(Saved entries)
============

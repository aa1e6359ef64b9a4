use crate::decode::FromJson;
use crate::json::{self, JsonObject};
use serde::Serialize;
use std::fmt;

/// A rostered player. Name, position and shirt number are all mandatory.
#[derive(Debug, Clone, PartialEq, Eq, Serialize)]
pub struct Player {
    name: String,
    position: String,
    number: i64,
}

impl Player {
    pub fn new(name: impl Into<String>, position: impl Into<String>, number: i64) -> Self {
        Self {
            name: name.into(),
            position: position.into(),
            number,
        }
    }

    pub fn name(&self) -> &str {
        &self.name
    }

    pub fn position(&self) -> &str {
        &self.position
    }

    pub fn number(&self) -> i64 {
        self.number
    }
}

impl FromJson for Player {
    fn from_json(json: &JsonObject) -> Option<Self> {
        let name = json::string(json, "name")?;
        let position = json::string(json, "position")?;
        let number = json::integer(json, "number")?;

        Some(Player::new(name, position, number))
    }
}

impl fmt::Display for Player {
    fn fmt(&self, f: &mut fmt::Formatter<'_>) -> fmt::Result {
        write!(f, "#{} {} ({})", self.number, self.name, self.position)
    }
}
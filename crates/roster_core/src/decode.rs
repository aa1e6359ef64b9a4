//! The decode capability shared by every record type.

use crate::json::JsonObject;
use serde_json::Value;

/// A record that can be built from a JSON object.
///
/// Decoding is all-or-nothing: either every mandatory field resolves and a
/// complete record comes back, or the answer is `None`.
pub trait FromJson: Sized {
    fn from_json(json: &JsonObject) -> Option<Self>;

    /// Decode an arbitrary JSON value; anything other than an object is absent.
    fn from_value(value: &Value) -> Option<Self> {
        value.as_object().and_then(Self::from_json)
    }
}

/// Decode each object independently and keep only the ones that succeed.
///
/// Order is preserved. `on_drop` receives the index of every rejected entry.
pub fn decode_all_with<T, F>(items: &[&JsonObject], mut on_drop: F) -> Vec<T>
where
    T: FromJson,
    F: FnMut(usize),
{
    items
        .iter()
        .enumerate()
        .filter_map(|(idx, item)| {
            let decoded = T::from_json(item);
            if decoded.is_none() {
                on_drop(idx);
            }
            decoded
        })
        .collect()
}

pub fn decode_all<T: FromJson>(items: &[&JsonObject]) -> Vec<T> {
    decode_all_with(items, |_| {})
}
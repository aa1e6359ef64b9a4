use clap::{Parser, ValueEnum};
use std::env;
use std::path::PathBuf;

pub(crate) const TEAMS_PATH_ENV: &str = "ROSTER_TEAMS_PATH";
pub(crate) const DEFAULT_TEAMS_PATH: &str = "teams.json";

#[derive(Debug, Clone, Copy, PartialEq, Eq, ValueEnum)]
pub enum OutputFormat {
    /// One human-readable block per team
    Text,
    /// Pretty JSON array, invalid teams as null
    Json,
}

#[derive(Debug, Parser)]
#[command(name = "roster")]
#[command(about = "Decode a teams JSON document and print the rosters", long_about = None)]
pub struct Cli {
    /// Input JSON file path (falls back to $ROSTER_TEAMS_PATH, then teams.json)
    #[arg(short, long)]
    pub input: Option<PathBuf>,

    /// Output format
    #[arg(long, value_enum, default_value_t = OutputFormat::Text)]
    pub format: OutputFormat,

    /// Leave out entries that failed to decode
    #[arg(long, default_value = "false")]
    pub valid_only: bool,

    /// Print a decode summary after the teams
    #[arg(long, default_value = "false")]
    pub stats: bool,

    /// Log dropped entries (debug level) unless RUST_LOG says otherwise
    #[arg(short, long, default_value = "false")]
    pub verbose: bool,
}

/// Fully resolved settings for one run.
#[derive(Debug, Clone, PartialEq, Eq)]
pub struct CliConfig {
    pub input: PathBuf,
    pub format: OutputFormat,
    pub valid_only: bool,
    pub stats: bool,
    pub verbose: bool,
}

impl CliConfig {
    /// `--input` wins over the environment, which wins over the default.
    pub fn from_cli(cli: Cli, env_input: Option<PathBuf>) -> Self {
        let input = cli
            .input
            .or(env_input)
            .unwrap_or_else(|| PathBuf::from(DEFAULT_TEAMS_PATH));

        Self {
            input,
            format: cli.format,
            valid_only: cli.valid_only,
            stats: cli.stats,
            verbose: cli.verbose,
        }
    }
}

/// Input path from `$ROSTER_TEAMS_PATH`; blank values are ignored.
pub fn env_input_path() -> Option<PathBuf> {
    let Ok(path) = env::var(TEAMS_PATH_ENV) else {
        return None;
    };
    non_blank_path(&path)
}

fn non_blank_path(raw: &str) -> Option<PathBuf> {
    let trimmed = raw.trim();
    if trimmed.is_empty() {
        None
    } else {
        Some(PathBuf::from(trimmed))
    }
}
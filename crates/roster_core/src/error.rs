use std::path::PathBuf;
use thiserror::Error;

#[derive(Error, Debug)]
pub enum RosterError {
    #[error("Failed to read {}: {source}", .path.display())]
    Io {
        path: PathBuf,
        #[source]
        source: std::io::Error,
    },

    #[error("Deserialization error: {0}")]
    Deserialize(#[source] serde_json::Error),

    #[error("Serialization error: {0}")]
    Serialize(#[source] serde_json::Error),

    #[error("Expected a JSON array of teams at the top level, found {found}")]
    NotAnArray { found: &'static str },
}

impl RosterError {
    /// Hard failures raised while turning raw bytes into JSON.
    pub fn is_malformed_input(&self) -> bool {
        matches!(
            self,
            RosterError::Deserialize(_) | RosterError::NotAnArray { .. }
        )
    }
}

pub type Result<T> = std::result::Result<T, RosterError>;
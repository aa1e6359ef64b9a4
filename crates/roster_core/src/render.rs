use crate::error::{Result, RosterError};
use crate::models::Team;

/// Placeholder printed for an entry that failed to decode.
pub const INVALID_TEAM: &str = "<invalid team>";

/// Human-readable listing, one block per entry separated by blank lines.
pub fn render_text(teams: &[Option<Team>]) -> String {
    teams
        .iter()
        .map(|entry| match entry {
            Some(team) => team.to_string(),
            None => INVALID_TEAM.to_string(),
        })
        .collect::<Vec<_>>()
        .join("\n\n")
}

/// Pretty JSON array; invalid entries become `null`.
pub fn render_json(teams: &[Option<Team>]) -> Result<String> {
    serde_json::to_string_pretty(teams).map_err(RosterError::Serialize)
}
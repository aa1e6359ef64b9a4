//! # roster_core - Defensive team roster decoding
//!
//! Turns a JSON document describing teams, their players and their coaches
//! into immutable typed records.
//!
//! ## Rules
//! - Accessors over dynamic JSON are total and answer `None` instead of failing
//! - A record decodes completely or not at all
//! - Invalid nested players/coaches are dropped; the team survives
//! - Only malformed JSON (or an unreadable file) is a hard error

pub mod decode;
pub mod document;
pub mod error;
pub mod json;
pub mod models;
pub mod render;

pub use decode::{decode_all, decode_all_with, FromJson};
pub use document::{
    decode_document, decode_document_str, decode_value, load_document, DecodedTeams,
    DocumentStats,
};
pub use error::{Result, RosterError};
pub use json::JsonObject;
pub use models::{Coach, Player, Team};
pub use render::{render_json, render_text};
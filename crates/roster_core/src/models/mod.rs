pub mod coach;
pub mod player;
pub mod team;

pub use coach::Coach;
pub use player::Player;
pub use team::Team;
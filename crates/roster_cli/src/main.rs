//! Roster CLI
//!
//! Reads a teams JSON document, decodes it and prints every team.

mod config;

use anyhow::{Context, Result};
use clap::Parser;
use config::{Cli, CliConfig, OutputFormat};
use roster_core::{DocumentStats, Team};
use std::io::{self, Write};
use tracing_subscriber::EnvFilter;

fn main() -> Result<()> {
    let cli = Cli::parse();
    let config = CliConfig::from_cli(cli, config::env_input_path());

    init_tracing(config.verbose);
    run(&config)
}

fn run(config: &CliConfig) -> Result<()> {
    tracing::debug!("Reading teams from {}", config.input.display());

    let teams = roster_core::load_document(&config.input)
        .with_context(|| format!("Failed to decode teams from {}", config.input.display()))?;

    let stdout = io::stdout();
    let mut out = stdout.lock();
    write_report(&mut out, teams, config)?;
    out.flush().context("Failed to flush stdout")?;

    Ok(())
}

fn write_report<W: Write>(out: &mut W, teams: Vec<Option<Team>>, config: &CliConfig) -> Result<()> {
    let stats = DocumentStats::from_teams(&teams);
    if stats.rejected > 0 {
        tracing::warn!("{} of {} team entries were invalid", stats.rejected, stats.total);
    }

    let shown: Vec<Option<Team>> = if config.valid_only {
        teams.into_iter().filter(Option::is_some).collect()
    } else {
        teams
    };

    let body = match config.format {
        OutputFormat::Text => roster_core::render_text(&shown),
        OutputFormat::Json => {
            roster_core::render_json(&shown).context("Failed to serialize teams")?
        }
    };

    if !body.is_empty() {
        writeln!(out, "{}", body)?;
    }

    if config.stats {
        writeln!(out)?;
        writeln!(out, "{}", summary_line(&stats))?;
    }

    Ok(())
}

fn summary_line(stats: &DocumentStats) -> String {
    format!(
        "{} entries: {} valid, {} invalid ({} players, {} coaches)",
        stats.total, stats.decoded, stats.rejected, stats.players, stats.coaches
    )
}

fn init_tracing(verbose: bool) {
    let default_level = if verbose { "debug" } else { "warn" };
    let env_filter =
        EnvFilter::try_from_default_env().unwrap_or_else(|_| EnvFilter::new(default_level));
    let _ = tracing_subscriber::fmt()
        .with_env_filter(env_filter)
        .with_writer(io::stderr)
        .with_target(false)
        .try_init();
}

#[cfg(test)]
mod tests {
    use super::*;
    use roster_core::{Coach, Player};
    use std::path::PathBuf;

    fn config(format: OutputFormat, valid_only: bool, stats: bool) -> CliConfig {
        CliConfig {
            input: PathBuf::from("teams.json"),
            format,
            valid_only,
            stats,
            verbose: false,
        }
    }

    fn teams() -> Vec<Option<Team>> {
        vec![
            None,
            Some(Team::new(
                1,
                "Wolves",
                "Springfield",
                vec![Player::new("A", "G", 7)],
                vec![Coach::new("B", "HC")],
            )),
        ]
    }

    fn report(teams: Vec<Option<Team>>, config: &CliConfig) -> String {
        let mut out = Vec::new();
        write_report(&mut out, teams, config).unwrap();
        String::from_utf8(out).unwrap()
    }

    #[test]
    fn test_text_report_keeps_invalid_entries() {
        let text = report(teams(), &config(OutputFormat::Text, false, false));
        assert!(text.starts_with("<invalid team>\n\nTeam #1: Wolves (Springfield)"));
        assert!(text.ends_with("    B (HC)\n"));
    }

    #[test]
    fn test_valid_only_with_stats() {
        let text = report(teams(), &config(OutputFormat::Text, true, true));

        assert!(!text.contains("<invalid team>"));
        assert!(text.ends_with("\n\n2 entries: 1 valid, 1 invalid (1 players, 1 coaches)\n"));
    }

    #[test]
    fn test_json_report() {
        let text = report(teams(), &config(OutputFormat::Json, false, false));
        let value: serde_json::Value = serde_json::from_str(&text).unwrap();

        assert!(value[0].is_null());
        assert_eq!(value[1]["City"], "Springfield");
        assert_eq!(value[1]["players"][0]["number"], 7);
    }

    #[test]
    fn test_empty_document_with_stats() {
        let text = report(Vec::new(), &config(OutputFormat::Text, false, true));
        assert_eq!(text, "\n0 entries: 0 valid, 0 invalid (0 players, 0 coaches)\n");
    }

    #[test]
    fn test_run_reports_missing_file() {
        let mut missing = config(OutputFormat::Text, false, false);
        missing.input = PathBuf::from("/no/such/dir/teams.json");

        let err = run(&missing).unwrap_err();
        assert!(err.to_string().contains("Failed to decode teams from"));
    }

    #[test]
    fn test_run_reports_malformed_file() {
        let mut file = tempfile::NamedTempFile::new().unwrap();
        file.write_all(b"{ this is not json").unwrap();

        let mut malformed = config(OutputFormat::Text, false, false);
        malformed.input = file.path().to_path_buf();

        let err = run(&malformed).unwrap_err();
        let cause = err.downcast_ref::<roster_core::RosterError>();
        assert!(cause.is_some_and(|e| e.is_malformed_input()), "unexpected error: {err:#}");
    }
}
//! Command-line interface for the hexothello console.

use clap::{Parser, Subcommand};
use std::path::PathBuf;

/// Strictly Hexothello - three-player Othello on a hex board
#[derive(Parser, Debug)]
#[command(name = "hexothello")]
#[command(about = "Three-player hexagonal Othello in the terminal", long_about = None)]
#[command(version)]
pub struct Cli {
    /// Path to a TOML config file (radius, history)
    #[arg(short, long, global = true)]
    pub config: Option<PathBuf>,

    /// Subcommand to run
    #[command(subcommand)]
    pub command: Command,
}

/// Available commands
#[derive(Subcommand, Debug)]
pub enum Command {
    /// Play a hot-seat game at the console
    Play {
        /// Board radius (overrides the config file)
        #[arg(short, long)]
        radius: Option<u16>,

        /// Disable move history (undo becomes unavailable)
        #[arg(long)]
        no_history: bool,
    },

    /// Print the opening position and every player's legal moves
    Opening {
        /// Board radius (overrides the config file)
        #[arg(short, long)]
        radius: Option<u16>,
    },
}
//! First-class invariants for the game state.
//!
//! Invariants are logical properties that must hold after every accepted
//! move. They are checked as move postconditions in debug builds and can be
//! tested independently.

/// A logical property that must hold for a given state.
pub trait Invariant<S> {
    /// Checks if the invariant holds for the given state.
    fn holds(state: &S) -> bool;

    /// Human-readable description of the invariant.
    fn description() -> &'static str;
}

/// Violation of an invariant.
#[derive(Debug, Clone, PartialEq, Eq)]
pub struct InvariantViolation {
    /// Description of the violated invariant.
    pub description: String,
}

impl InvariantViolation {
    /// Creates a new invariant violation.
    pub fn new(description: impl Into<String>) -> Self {
        Self {
            description: description.into(),
        }
    }
}

/// A set of invariants that can be checked together.
///
/// Implemented for tuples of [`Invariant`]s.
pub trait InvariantSet<S> {
    /// Checks all invariants in the set, collecting every violation.
    fn check_all(state: &S) -> Result<(), Vec<InvariantViolation>>;
}

impl<S, I1, I2> InvariantSet<S> for (I1, I2)
where
    I1: Invariant<S>,
    I2: Invariant<S>,
{
    fn check_all(state: &S) -> Result<(), Vec<InvariantViolation>> {
        let mut violations = Vec::new();

        if !I1::holds(state) {
            violations.push(InvariantViolation::new(I1::description()));
        }

        if !I2::holds(state) {
            violations.push(InvariantViolation::new(I2::description()));
        }

        if violations.is_empty() {
            Ok(())
        } else {
            Err(violations)
        }
    }
}

pub mod all_players_present;
pub mod counts_match_board;

pub use all_players_present::AllPlayersPresentInvariant;
pub use counts_match_board::CountsMatchBoardInvariant;

/// All game-state invariants as a composable set.
pub type HexOthelloInvariants = (CountsMatchBoardInvariant, AllPlayersPresentInvariant);

#[cfg(test)]
mod tests {
    use super::*;
    use crate::game::new_game;
    use crate::scores::PieceCounts;
    use crate::types::{Cell, CellState};

    #[test]
    fn test_invariant_set_holds_for_opening() {
        let game = new_game(3, false).expect("standard game");
        assert!(HexOthelloInvariants::check_all(game.state()).is_ok());
    }

    #[test]
    fn test_invariant_set_holds_after_moves() {
        let mut game = new_game(3, false).expect("standard game");
        for _ in 0..6 {
            let Some(cell) = game.legal_moves().into_iter().next() else {
                break;
            };
            game.apply_move(cell).expect("legal move");
            assert!(HexOthelloInvariants::check_all(game.state()).is_ok());
        }
    }

    #[test]
    fn test_invariant_set_reports_each_violation() {
        let game = new_game(3, false).expect("standard game");

        let mut state = game.state().clone();
        state.board.set(Cell::new(0, 0), CellState::Empty);
        let violations = HexOthelloInvariants::check_all(&state).unwrap_err();
        assert_eq!(violations.len(), 1);

        state.counts = PieceCounts::default();
        let violations = HexOthelloInvariants::check_all(&state).unwrap_err();
        assert_eq!(violations.len(), 2);
    }
}
//! Game configuration loaded from TOML.

use derive_getters::Getters;
use derive_more::{Display, Error};
use serde::{Deserialize, Serialize};
use std::path::Path;
use tracing::{debug, info, instrument};

/// Settings for a new game.
#[derive(Debug, Clone, PartialEq, Eq, Getters, Serialize, Deserialize)]
pub struct GameConfig {
    /// Board radius.
    #[serde(default = "default_radius")]
    radius: u16,

    /// Record snapshots so moves can be undone.
    #[serde(default = "default_history")]
    history: bool,
}

fn default_radius() -> u16 {
    3
}

fn default_history() -> bool {
    true
}

impl Default for GameConfig {
    fn default() -> Self {
        Self {
            radius: default_radius(),
            history: default_history(),
        }
    }
}

impl GameConfig {
    /// Loads configuration from TOML file.
    #[instrument(skip(path), fields(path = %path.as_ref().display()))]
    pub fn from_file(path: impl AsRef<Path>) -> Result<Self, ConfigError> {
        debug!("Loading config from file");
        let content = std::fs::read_to_string(path.as_ref())
            .map_err(|e| ConfigError::new(format!("Failed to read config file: {}", e)))?;

        let config: Self = toml::from_str(&content)
            .map_err(|e| ConfigError::new(format!("Failed to parse config: {}", e)))?;

        info!(radius = config.radius, history = config.history, "Config loaded successfully");
        Ok(config)
    }

    /// Loads the file if one is given, defaults otherwise.
    pub fn load(path: Option<&Path>) -> Result<Self, ConfigError> {
        match path {
            Some(path) => Self::from_file(path),
            None => Ok(Self::default()),
        }
    }

    /// Applies command-line overrides.
    pub fn with_overrides(mut self, radius: Option<u16>, no_history: bool) -> Self {
        if let Some(radius) = radius {
            self.radius = radius;
        }
        if no_history {
            self.history = false;
        }
        self
    }
}

/// Configuration error.
#[derive(Debug, Clone, Display, Error)]
#[display("Config error: {} at {}:{}", message, file, line)]
pub struct ConfigError {
    /// Error message.
    pub message: String,
    /// Line number where error occurred.
    pub line: u32,
    /// Source file where error occurred.
    pub file: &'static str,
}

impl ConfigError {
    /// Creates a new configuration error.
    #[track_caller]
    #[instrument(skip(message))]
    pub fn new(message: String) -> Self {
        let loc = std::panic::Location::caller();
        Self {
            message,
            line: loc.line(),
            file: loc.file(),
        }
    }
}

#[cfg(test)]
mod tests {
    use super::*;
    use std::io::Write;

    #[test]
    fn test_defaults_match_classic_board() {
        let config = GameConfig::default();
        assert_eq!(*config.radius(), 3);
        assert!(*config.history());
    }

    #[test]
    fn test_partial_file_uses_defaults() {
        let mut file = tempfile::NamedTempFile::new().expect("temp file");
        writeln!(file, "radius = 5").expect("write config");

        let config = GameConfig::from_file(file.path()).expect("valid config");
        assert_eq!(*config.radius(), 5);
        assert!(*config.history());
    }

    #[test]
    fn test_overrides_win() {
        let config = GameConfig::default().with_overrides(Some(2), true);
        assert_eq!(*config.radius(), 2);
        assert!(!*config.history());
    }

    #[test]
    fn test_bad_file_reports_parse_error() {
        let mut file = tempfile::NamedTempFile::new().expect("temp file");
        writeln!(file, "radius = \"large\"").expect("write config");

        let err = GameConfig::from_file(file.path()).unwrap_err();
        assert!(err.message.starts_with("Failed to parse config"));
    }

    #[test]
    fn test_missing_file_reports_read_error() {
        let err = GameConfig::load(Some(Path::new("/nonexistent/hexothello.toml"))).unwrap_err();
        assert!(err.message.starts_with("Failed to read config file"));
    }
}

============

• TASK REQUIREMENTS
Return the entries above unchanged, starting at the first line and stopping after the line with "pub fn new(name: impl".

• ANSWER BELOW
repository aa1e6359ef64b9a4
use crate::decode::FromJson;
use crate::json::{self, JsonObject};
use serde::Serialize;
use std::fmt;

/// A rostered player. Name, position and shirt number are all mandatory.
#[derive(Debug, Clone, PartialEq, Eq, Serialize)]
pub struct Player {
    name: String,
    position: String,
    number: i64,
}

impl Player {
    pub fn new(name: impl Into<String>, position: impl Into<String>, number: i64) -> Self {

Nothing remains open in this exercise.